4 Replies to “On changes of shape”

  1. Wonderful. What you are talking about is exactly what I am interested in developing in my life. Thank you for noticing and talking about the magic of ordinary beauty- and helping people to realize that it is everywhere. The door is there for us all and we must just use our focus and imagination to go through. thank you!

  2. What a beautiful and eloquently written essay Joanna! Attention changes everything. This is at the heart of the art that I make and the classes I teach over here in the States. This message is so crucial just now. Thank you for getting this notion further into the world. Best of luck with the baby. Mine have recently fledged. They have been my best teachers in focus and attention in this life!

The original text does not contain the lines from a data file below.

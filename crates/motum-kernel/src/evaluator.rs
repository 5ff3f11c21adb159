//! [`MonitorEvaluator`] – evaluates the monitor set once per tick.
//!
//! Monitors are evaluated in a topological order of their start-monitor
//! dependencies, but gating always reads the *previous* tick's values: a
//! monitor whose start monitors become true on tick `t` is first evaluated on
//! tick `t + 1`.
//!
//! Evaluation is split in two so a scheduler can stage results:
//!
//! 1. [`MonitorEvaluator::evaluate`] computes a [`MonitorSnapshot`] without
//!    touching the previous-tick vector.  Calling it twice with the same
//!    context yields the same snapshot.
//! 2. [`MonitorEvaluator::commit`] appends the snapshot, together with the
//!    task states derived from it, to the history and makes it the
//!    previous-tick vector.  A row is never written without its task states.

use motum_types::{MonitorPhase, MotumError, TaskState, TickHistoryEntry};
use tracing::debug;

use crate::monitor::{Monitor, MonitorContext};

/// Monitor values and phases produced by one evaluation.
#[derive(Debug, Clone, PartialEq)]
pub struct MonitorSnapshot {
    pub values: Vec<bool>,
    pub phases: Vec<MonitorPhase>,
}

pub struct MonitorEvaluator {
    monitors: Vec<Monitor>,
    order: Vec<usize>,
    previous: Vec<bool>,
    history: Vec<TickHistoryEntry>,
}

impl std::fmt::Debug for MonitorEvaluator {
    fn fmt(&self, f: &mut std::fmt::Formatter<'_>) -> std::fmt::Result {
        f.debug_struct("MonitorEvaluator")
            .field("order", &self.order)
            .field("previous", &self.previous)
            .finish_non_exhaustive()
    }
}

impl MonitorEvaluator {
    /// Validate the dependency graph and fix an evaluation order.
    ///
    /// # Errors
    ///
    /// [`MotumError::InvalidGoal`] for duplicate names, out-of-range or
    /// self-referencing start monitors, and dependency cycles.
    pub fn new(monitors: Vec<Monitor>) -> Result<Self, MotumError> {
        let n = monitors.len();
        for (i, monitor) in monitors.iter().enumerate() {
            if monitors[..i].iter().any(|m| m.name() == monitor.name()) {
                return Err(MotumError::InvalidGoal(format!(
                    "duplicate monitor name \"{}\"",
                    monitor.name()
                )));
            }
            for &dep in monitor.start_monitors() {
                if dep >= n {
                    return Err(MotumError::InvalidGoal(format!(
                        "monitor \"{}\" references start monitor #{dep} of {n}",
                        monitor.name()
                    )));
                }
            }
        }

        let order = topological_order(&monitors)?;
        debug!(monitors = n, "monitor evaluation order fixed");
        Ok(Self {
            monitors,
            order,
            previous: vec![false; n],
            history: Vec::new(),
        })
    }

    pub fn len(&self) -> usize {
        self.monitors.len()
    }

    pub fn is_empty(&self) -> bool {
        self.monitors.is_empty()
    }

    pub fn monitors(&self) -> &[Monitor] {
        &self.monitors
    }

    /// Index of the monitor called `name`.
    pub fn index_of(&self, name: &str) -> Option<usize> {
        self.monitors.iter().position(|m| m.name() == name)
    }

    /// Evaluation order (indices into [`Self::monitors`]).
    pub fn order(&self) -> &[usize] {
        &self.order
    }

    /// Values committed on the previous tick; all `false` before the first.
    pub fn previous(&self) -> &[bool] {
        &self.previous
    }

    pub fn history(&self) -> &[TickHistoryEntry] {
        &self.history
    }

    /// Evaluate every monitor for this tick.
    ///
    /// Monitors whose start monitors were not all true on the previous tick
    /// are inactive and carry their previous value.
    pub fn evaluate(&mut self, ctx: &MonitorContext<'_>) -> Result<MonitorSnapshot, MotumError> {
        let n = self.monitors.len();
        let mut values = self.previous.clone();
        let mut phases = vec![MonitorPhase::Inactive; n];

        for &i in &self.order {
            let previous = self.previous[i];
            let monitor = &mut self.monitors[i];
            let active = monitor.start_monitors().iter().all(|&dep| self.previous[dep]);
            if !active {
                phases[i] = if previous {
                    MonitorPhase::Satisfied
                } else {
                    MonitorPhase::Inactive
                };
                continue;
            }
            let value = monitor.evaluate(previous, ctx)?;
            values[i] = value;
            phases[i] = if value {
                MonitorPhase::Satisfied
            } else {
                MonitorPhase::Running
            };
        }

        Ok(MonitorSnapshot { values, phases })
    }

    /// Record `snapshot` and the task states derived from it as tick `tick`,
    /// and make it the previous-tick vector.
    pub fn commit(
        &mut self,
        tick: u64,
        time: f64,
        snapshot: MonitorSnapshot,
        tasks: Vec<TaskState>,
    ) -> &TickHistoryEntry {
        self.previous.clone_from(&snapshot.values);
        self.history.push(TickHistoryEntry {
            tick,
            time,
            monitors: snapshot.values,
            monitor_phases: snapshot.phases,
            tasks,
        });
        let last = self.history.len() - 1;
        &self.history[last]
    }

    /// [`Self::evaluate`] followed by [`Self::commit`], for a monitor set
    /// that gates no tasks.
    pub fn tick(&mut self, tick: u64, ctx: &MonitorContext<'_>) -> Result<Vec<bool>, MotumError> {
        let snapshot = self.evaluate(ctx)?;
        Ok(self.commit(tick, ctx.time, snapshot, Vec::new()).monitors.clone())
    }

    /// `true` when a monitor that ends the motion is currently true.
    pub fn motion_ended(&self) -> bool {
        self.monitors
            .iter()
            .zip(&self.previous)
            .any(|(m, &value)| value && m.ends_motion())
    }

    /// Whether any monitor ends the motion at all.
    pub fn has_end_motion(&self) -> bool {
        self.monitors.iter().any(Monitor::ends_motion)
    }
}

/// Kahn's algorithm, always releasing the lowest ready index first.
fn topological_order(monitors: &[Monitor]) -> Result<Vec<usize>, MotumError> {
    let n = monitors.len();
    let mut indegree = vec![0usize; n];
    let mut dependents = vec![Vec::new(); n];
    for (i, monitor) in monitors.iter().enumerate() {
        for &dep in monitor.start_monitors() {
            indegree[i] += 1;
            dependents[dep].push(i);
        }
    }

    let mut ready: std::collections::BTreeSet<usize> = (0..n).filter(|&i| indegree[i] == 0).collect();
    let mut order = Vec::with_capacity(n);
    while let Some(i) = ready.pop_first() {
        order.push(i);
        for &next in &dependents[i] {
            indegree[next] -= 1;
            if indegree[next] == 0 {
                ready.insert(next);
            }
        }
    }

    if order.len() < n {
        let stuck: Vec<&str> = (0..n)
            .filter(|&i| indegree[i] > 0)
            .map(|i| monitors[i].name())
            .collect();
        return Err(MotumError::InvalidGoal(format!(
            "start monitors form a cycle through: {}",
            stuck.join(", ")
        )));
    }
    Ok(order)
}

#[cfg(test)]
mod tests {
    use super::*;
    use crate::monitor::{ConditionMonitor, PayloadMonitor};
    use crate::monitor_kinds::{Sleep, TimeAbove};
    use motum_hal::{SimRobotDescription, SimWorld};
    use motum_types::JointState;
    use std::sync::Arc;
    use std::sync::atomic::{AtomicUsize, Ordering};

    fn world() -> SimWorld {
        SimWorld::new(SimRobotDescription::planar_arm()).unwrap()
    }

    fn time_above(name: &str, threshold: f64) -> Monitor {
        Monitor::condition(name, Box::new(TimeAbove { threshold }), false)
    }

    /// True for `from <= time < until`; counts evaluations.
    struct Flag {
        from: f64,
        until: f64,
        calls: Arc<AtomicUsize>,
    }

    impl ConditionMonitor for Flag {
        fn kind(&self) -> &'static str {
            "Flag"
        }

        fn evaluate(&self, ctx: &MonitorContext<'_>) -> Result<bool, MotumError> {
            self.calls.fetch_add(1, Ordering::SeqCst);
            Ok(ctx.time >= self.from && ctx.time < self.until)
        }
    }

    struct Never;

    impl PayloadMonitor for Never {
        fn kind(&self) -> &'static str {
            "Never"
        }

        fn run(&mut self, _ctx: &MonitorContext<'_>) -> Result<bool, MotumError> {
            Ok(false)
        }
    }

    #[test]
    fn evaluate_is_idempotent_until_commit() {
        let w = world();
        let s = JointState::default();
        let mut ev = MonitorEvaluator::new(vec![time_above("t", 0.5)]).unwrap();
        let ctx = MonitorContext { model: &w, state: &s, time: 1.0 };
        let a = ev.evaluate(&ctx).unwrap();
        let b = ev.evaluate(&ctx).unwrap();
        assert_eq!(a, b);
        assert_eq!(ev.previous(), &[false]);
        ev.commit(1, 1.0, a, vec![TaskState::Succeeded]);
        assert_eq!(ev.previous(), &[true]);
        assert_eq!(ev.history().len(), 1);
        assert_eq!(ev.history()[0].tasks, vec![TaskState::Succeeded]);
    }

    #[test]
    fn start_monitors_gate_on_previous_tick() {
        let w = world();
        let s = JointState::default();
        let gate = time_above("gate", 0.0);
        let gated = time_above("gated", -1.0).with_start_monitors(vec![0]);
        let mut ev = MonitorEvaluator::new(vec![gate, gated]).unwrap();
        // gate true on tick 1, gated only evaluated from tick 2.
        let v1 = ev.tick(1, &MonitorContext { model: &w, state: &s, time: 0.1 }).unwrap();
        assert_eq!(v1, vec![true, false]);
        assert_eq!(ev.history()[0].monitor_phases[1], MonitorPhase::Inactive);
        let v2 = ev.tick(2, &MonitorContext { model: &w, state: &s, time: 0.2 }).unwrap();
        assert_eq!(v2, vec![true, true]);
    }

    #[test]
    fn inactive_monitor_keeps_previous_value() {
        let w = world();
        let s = JointState::default();
        let calls = Arc::new(AtomicUsize::new(0));
        let gate = time_above("gate", 0.0);
        let pulse = Monitor::condition(
            "pulse",
            Box::new(Flag {
                from: -5.0,
                until: f64::INFINITY,
                calls: calls.clone(),
            }),
            false,
        );
        let mut ev = MonitorEvaluator::new(vec![gate, pulse.with_start_monitors(vec![0])]).unwrap();
        let times = [-10.0, 0.5, 0.6, -1.0, -20.0];
        for (tick, time) in (1..).zip(times) {
            ev.tick(tick, &MonitorContext { model: &w, state: &s, time }).unwrap();
        }
        // Evaluated on ticks 3 and 4 only; on tick 5 the gate was false.
        assert_eq!(calls.load(Ordering::SeqCst), 2);
        assert_eq!(ev.previous(), &[false, true]);
        assert_eq!(ev.history()[0].monitor_phases[1], MonitorPhase::Inactive);
        assert_eq!(ev.history()[4].monitor_phases[1], MonitorPhase::Satisfied);
    }

    #[test]
    fn stay_true_latches_without_reevaluating() {
        let w = world();
        let s = JointState::default();
        let calls = Arc::new(AtomicUsize::new(0));
        let latch = Monitor::condition(
            "latch",
            Box::new(Flag {
                from: 1.0,
                until: 2.0,
                calls: calls.clone(),
            }),
            true,
        );
        let mut ev = MonitorEvaluator::new(vec![latch]).unwrap();
        for (tick, time) in [(1, 0.0), (2, 1.0), (3, 3.0), (4, 4.0)] {
            ev.tick(tick, &MonitorContext { model: &w, state: &s, time }).unwrap();
        }
        assert_eq!(ev.previous(), &[true]);
        assert_eq!(calls.load(Ordering::SeqCst), 2);
    }

    #[test]
    fn payload_phase_is_running_while_active() {
        let w = world();
        let s = JointState::default();
        let gate = time_above("gate", 0.0);
        let never = Monitor::payload("never", Box::new(Never)).with_start_monitors(vec![0]);
        let mut ev = MonitorEvaluator::new(vec![gate, never]).unwrap();
        ev.tick(1, &MonitorContext { model: &w, state: &s, time: 1.0 }).unwrap();
        ev.tick(2, &MonitorContext { model: &w, state: &s, time: 1.1 }).unwrap();
        assert_eq!(ev.history()[0].monitor_phases[1], MonitorPhase::Inactive);
        assert_eq!(ev.history()[1].monitor_phases[1], MonitorPhase::Running);
    }

    #[test]
    fn sleep_starts_counting_when_activated() {
        let w = world();
        let s = JointState::default();
        let gate = time_above("gate", 1.0);
        let sleep: Sleep = serde_json::from_value(serde_json::json!({"seconds": 0.45})).unwrap();
        let sleep = Monitor::payload("sleep", Box::new(sleep)).with_start_monitors(vec![0]);
        let mut ev = MonitorEvaluator::new(vec![gate, sleep]).unwrap();
        let mut first_true = None;
        for tick in 1..=40u64 {
            let time = tick as f64 * 0.1;
            let v = ev.tick(tick, &MonitorContext { model: &w, state: &s, time }).unwrap();
            if v[1] && first_true.is_none() {
                first_true = Some(time);
            }
        }
        // gate true at 1.1, sleep active from 1.2, true 0.5 s later.
        assert!((first_true.unwrap() - 1.7).abs() < 1e-9);
    }

    #[test]
    fn cycles_are_rejected_with_names() {
        let a = time_above("a", 0.0).with_start_monitors(vec![1]);
        let b = time_above("b", 0.0).with_start_monitors(vec![0]);
        let c = time_above("c", 0.0);
        let err = MonitorEvaluator::new(vec![a, b, c]).unwrap_err();
        let MotumError::InvalidGoal(msg) = err else {
            panic!("unexpected error");
        };
        assert!(msg.contains("a, b"), "{msg}");
    }

    #[test]
    fn self_reference_and_bad_index_are_rejected() {
        let a = time_above("a", 0.0).with_start_monitors(vec![0]);
        assert!(MonitorEvaluator::new(vec![a]).is_err());
        let b = time_above("b", 0.0).with_start_monitors(vec![7]);
        assert!(MonitorEvaluator::new(vec![b]).is_err());
        assert!(MonitorEvaluator::new(vec![time_above("x", 0.0), time_above("x", 1.0)]).is_err());
    }

    #[test]
    fn order_is_topological_and_stable() {
        let a = time_above("a", 0.0).with_start_monitors(vec![2]);
        let b = time_above("b", 0.0);
        let c = time_above("c", 0.0);
        let ev = MonitorEvaluator::new(vec![a, b, c]).unwrap();
        assert_eq!(ev.order(), &[1, 2, 0]);
    }
}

  3. Absolutely beautiful. Thank you for doing what you do and for spreading your energy outward towards a larger audience! I too am a shapeshifter, motherhood has changed me in so many ways (as it does for all of us) and I am in the ever evolving process of reclaiming my creativity at the moment. I was an Art Professor for ten years and recently resigned, to raise my two little ones. I love your words. I have started a collective of parents who are interested in rewilding themselves, their families, their homes, etc. which has stemmed from a book I began on the subject. I am so interested in how all aspects of our lives can meld into one rather than in various compartments if we let them. Nature being the keystone. Again, thank you. Look forward to reading more.

  4. Imagination and attention. Yes, yes, yes. I, too, look forward to more. People are hungry for this work. For earth magic, for the acknowledgement that we have always known how to shift, and for stories that re-connect us to our humanity. Thank you, Joanna, for weaving such potent magic with your words.